Jesus Oviedo Riquelme

Posted on Oct 17

LLPY-11: Terraform - Infraestructura como Código

#spanish #devops #googlecloud #terraform

🎯 El Desafío de Gestionar Infraestructura Cloud

Imagina que necesitas desplegar tu sistema RAG en GCP:

✅ VM para Qdrant (Compute Engine)
✅ API en Cloud Run (FastAPI)
✅ Batch Job (Cloud Run Job para procesamiento)
✅ Storage (Google Cloud Storage)
✅ Secrets (Secret Manager para .env y JWT keys)

El problema: ¿Cómo creas, actualizas y gestionas toda esta infraestructura de forma reproducible, versionada y colaborativa?

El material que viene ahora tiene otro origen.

//! Per-task replication checkpoints.
//!
//! Each task keeps a small status record in its collection's local-only
//! metadata area, keyed by the task identifier. It survives restarts of the
//! replica and lets callers see why progress stalled.

use chrono::{DateTime, Utc};
use serde::{Deserialize, Serialize};
use tracing::warn;
use uuid::Uuid;

use wcpos_common::{ReplicationIdentifier, Result};
use wcpos_store::LocalCollection;

/// What a single replication run did.
#[derive(Debug, Clone, PartialEq, Eq, Serialize, Deserialize)]
#[serde(tag = "kind", rename_all = "snake_case")]
pub enum RunOutcome {
    /// Nothing was outstanding; no request was issued.
    Idle,
    /// A sync pass pulled a batch.
    Pulled {
        /// Ids listed in the request filter.
        requested: usize,
        /// Documents returned by the backend.
        received: usize,
        /// Documents persisted and marked synced.
        persisted: usize,
        /// Documents refused by the parser or the store; they stay unsynced.
        rejected: usize,
    },
    /// An audit pass reconciled the id spaces.
    Audited {
        /// Ids listed by the backend.
        remote: usize,
        /// Remote ids newly marked unsynced.
        discovered: usize,
        /// Local ids hard-deleted because the backend no longer lists them.
        removed: usize,
    },
    /// The task was cancelled while the run was in flight; its result was
    /// dropped without touching the collection.
    Discarded,
}

impl RunOutcome {
    /// Whether the run changed the collection.
    pub fn mutated(&self) -> bool {
        match self {
            RunOutcome::Idle | RunOutcome::Discarded => false,
            RunOutcome::Pulled { persisted, .. } => *persisted > 0,
            RunOutcome::Audited {
                discovered,
                removed,
                ..
            } => *discovered > 0 || *removed > 0,
        }
    }
}

/// Status record of one replication task.
#[derive(Debug, Clone, Default, PartialEq, Serialize, Deserialize)]
pub struct ReplicationCheckpoint {
    /// Id of the latest run, as logged by the task.
    pub last_run_id: Option<Uuid>,
    /// When the latest run started.
    pub last_started: Option<DateTime<Utc>>,
    /// When the latest run finished, successfully or not.
    pub last_finished: Option<DateTime<Utc>>,
    /// When a run last succeeded.
    pub last_success: Option<DateTime<Utc>>,
    /// Total finished runs.
    pub runs: u64,
    /// Failed runs since the last success.
    pub consecutive_failures: u32,
    /// Error of the latest failed run, cleared on success.
    pub last_error: Option<String>,
    /// Outcome of the latest successful run.
    pub last_outcome: Option<RunOutcome>,
}

impl ReplicationCheckpoint {
    /// Mark a run as started and assign it an id.
    pub fn mark_started(&mut self) -> Uuid {
        let run_id = Uuid::new_v4();
        self.last_run_id = Some(run_id);
        self.last_started = Some(Utc::now());
        run_id
    }

    /// Mark a run as succeeded.
    pub fn mark_succeeded(&mut self, outcome: RunOutcome) {
        let now = Utc::now();
        self.last_finished = Some(now);
        self.last_success = Some(now);
        self.runs += 1;
        self.consecutive_failures = 0;
        self.last_error = None;
        self.last_outcome = Some(outcome);
    }

    /// Mark a run as failed.
    pub fn mark_failed(&mut self, error: impl Into<String>) {
        self.last_finished = Some(Utc::now());
        self.runs += 1;
        self.consecutive_failures += 1;
        self.last_error = Some(error.into());
    }

    /// Load the checkpoint of a task, or a fresh one.
    ///
    /// A record that no longer deserializes is replaced rather than failing
    /// the task.
    pub async fn load(
        collection: &dyn LocalCollection,
        identifier: &ReplicationIdentifier,
    ) -> Result<Self> {
        let key = identifier.to_string();
        match collection.get_local(&key).await? {
            None => Ok(Self::default()),
            Some(value) => match serde_json::from_value(value) {
                Ok(checkpoint) => Ok(checkpoint),
                Err(e) => {
                    warn!("Discarding unreadable checkpoint {}: {}", key, e);
                    Ok(Self::default())
                }
            },
        }
    }

    /// Persist the checkpoint of a task.
    pub async fn store(
        &self,
        collection: &dyn LocalCollection,
        identifier: &ReplicationIdentifier,
    ) -> Result<()> {
        let value = serde_json::to_value(self)?;
        collection.set_local(&identifier.to_string(), value).await
    }
}

#[cfg(test)]
mod tests {
    use super::*;
    use serde_json::json;
    use wcpos_common::CollectionName;
    use wcpos_store::MemoryCollection;

    #[test]
    fn test_success_resets_failures() {
        let mut checkpoint = ReplicationCheckpoint::default();
        let run_id = checkpoint.mark_started();
        assert_eq!(checkpoint.last_run_id, Some(run_id));
        checkpoint.mark_failed("HTTP 503: Service Unavailable");
        checkpoint.mark_failed("HTTP 503: Service Unavailable");
        assert_eq!(checkpoint.consecutive_failures, 2);
        assert!(checkpoint.last_success.is_none());

        checkpoint.mark_succeeded(RunOutcome::Idle);
        assert_eq!(checkpoint.consecutive_failures, 0);
        assert_eq!(checkpoint.runs, 3);
        assert!(checkpoint.last_error.is_none());
        assert_eq!(checkpoint.last_outcome, Some(RunOutcome::Idle));
    }

    #[test]
    fn test_outcome_mutated() {
        assert!(!RunOutcome::Idle.mutated());
        assert!(!RunOutcome::Discarded.mutated());
        assert!(RunOutcome::Audited {
            remote: 3,
            discovered: 0,
            removed: 1
        }
        .mutated());
        assert!(!RunOutcome::Pulled {
            requested: 2,
            received: 2,
            persisted: 0,
            rejected: 2
        }
        .mutated());
    }

    #[test]
    fn test_outcome_json_shape() {
        let value = serde_json::to_value(RunOutcome::Audited {
            remote: 10,
            discovered: 2,
            removed: 1,
        })
        .unwrap();
        assert_eq!(
            value,
            json!({ "kind": "audited", "remote": 10, "discovered": 2, "removed": 1 })
        );
    }

    #[tokio::test]
    async fn test_store_and_load() {
        let name = CollectionName::new("taxes").unwrap();
        let collection = MemoryCollection::new(name.clone());
        let identifier = ReplicationIdentifier::sync(&name);

        let fresh = ReplicationCheckpoint::load(&collection, &identifier).await.unwrap();
        assert_eq!(fresh, ReplicationCheckpoint::default());

        let mut checkpoint = fresh;
        checkpoint.mark_failed("offline");
        checkpoint.store(&collection, &identifier).await.unwrap();

        let loaded = ReplicationCheckpoint::load(&collection, &identifier).await.unwrap();
        assert_eq!(loaded.consecutive_failures, 1);
        assert_eq!(loaded.last_error.as_deref(), Some("offline"));
    }

    #[tokio::test]
    async fn test_unreadable_checkpoint_replaced() {
        let name = CollectionName::new("taxes").unwrap();
        let collection = MemoryCollection::new(name.clone());
        let identifier = ReplicationIdentifier::audit(&name);
        collection
            .set_local("taxes-audit", json!("garbage"))
            .await
            .unwrap();

        let loaded = ReplicationCheckpoint::load(&collection, &identifier).await.unwrap();
        assert_eq!(loaded, ReplicationCheckpoint::default());
    }
}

Opciones para Gestionar Infraestructura

Método	Pros	Contras	Reproducibilidad
Console UI (manual)	Fácil, visual	Propenso a errores, no versionado	❌ Ninguna
gcloud CLI scripts	Automatizado	Scripts frágiles, difícil rollback	⚠️ Limitada
Cloud Formation	IaC nativo AWS	Solo AWS	✅ Alta (AWS only)
Pulumi	Multiple lenguajes	Requiere runtime	✅ Alta
Terraform	Declarativo, multi-cloud	Learning curve	✅✅ Muy Alta

Nuestra elección: Terraform

📊 La Magnitud del Problema

Requisitos de Infraestructura

Para el proyecto Lus Laboris necesitamos:

🗄️ Google Cloud Storage
- Bucket para datos procesados
- Bucket para Terraform state (remoto)
🖥️ Compute Engine VM
- VM para Qdrant (vector database)
- Ubuntu 22.04 LTS
- Firewall rules (ports 6333, 6334, 22)
- SPOT instance (cost optimization)
🚀 Cloud Run Service
- FastAPI container
- Secrets montados de Secret Manager
- Auto-scaling (0-10 instances)
- 2 CPU, 2Gi RAM
⏰ Cloud Run Job
- Batch processing (scheduled)
- Cron schedule
- Logs y notificaciones
🔐 Secret Manager
- .env file (all API config)
- JWT public key
- IAM permissions

Desafíos Sin IaC

Sin Terraform:

Developer 1 crea VM via Console → Settings no documentados
Developer 2 necesita replicar → "¿Qué settings usaste?"
Developer 1: "Hmm... creo que era e2-medium con 20GB..."
Developer 2: "¿Y el firewall?"
Developer 1: "Olvidé... tendrás que experimentar"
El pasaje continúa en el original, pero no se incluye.